Start of Source data

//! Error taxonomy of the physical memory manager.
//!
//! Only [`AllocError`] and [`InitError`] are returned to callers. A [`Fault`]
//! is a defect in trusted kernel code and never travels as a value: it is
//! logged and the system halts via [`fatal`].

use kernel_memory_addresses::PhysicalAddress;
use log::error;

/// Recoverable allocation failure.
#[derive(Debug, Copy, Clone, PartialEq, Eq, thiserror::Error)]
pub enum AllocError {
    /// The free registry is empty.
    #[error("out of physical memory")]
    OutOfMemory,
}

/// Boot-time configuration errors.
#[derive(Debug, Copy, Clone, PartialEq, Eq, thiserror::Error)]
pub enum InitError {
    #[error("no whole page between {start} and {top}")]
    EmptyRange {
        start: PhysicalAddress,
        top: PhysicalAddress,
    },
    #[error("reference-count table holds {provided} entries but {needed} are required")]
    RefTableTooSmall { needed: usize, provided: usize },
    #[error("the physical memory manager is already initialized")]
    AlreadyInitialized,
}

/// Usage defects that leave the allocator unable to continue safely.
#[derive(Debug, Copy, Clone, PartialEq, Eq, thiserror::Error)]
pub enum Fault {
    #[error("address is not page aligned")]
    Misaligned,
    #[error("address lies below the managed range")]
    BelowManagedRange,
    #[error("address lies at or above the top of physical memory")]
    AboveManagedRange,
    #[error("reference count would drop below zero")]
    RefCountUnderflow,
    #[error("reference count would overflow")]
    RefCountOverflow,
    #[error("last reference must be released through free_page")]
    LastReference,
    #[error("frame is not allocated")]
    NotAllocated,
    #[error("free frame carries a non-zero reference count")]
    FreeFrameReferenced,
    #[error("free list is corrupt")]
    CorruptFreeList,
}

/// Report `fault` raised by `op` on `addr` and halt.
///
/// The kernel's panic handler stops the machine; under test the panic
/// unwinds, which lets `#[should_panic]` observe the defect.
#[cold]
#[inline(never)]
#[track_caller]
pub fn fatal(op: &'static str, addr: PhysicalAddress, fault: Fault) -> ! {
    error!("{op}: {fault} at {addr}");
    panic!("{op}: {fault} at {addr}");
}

End of Source data

Provide the number of lines in the entries that include "lies", and no other text.

→ **Answer for the task**
2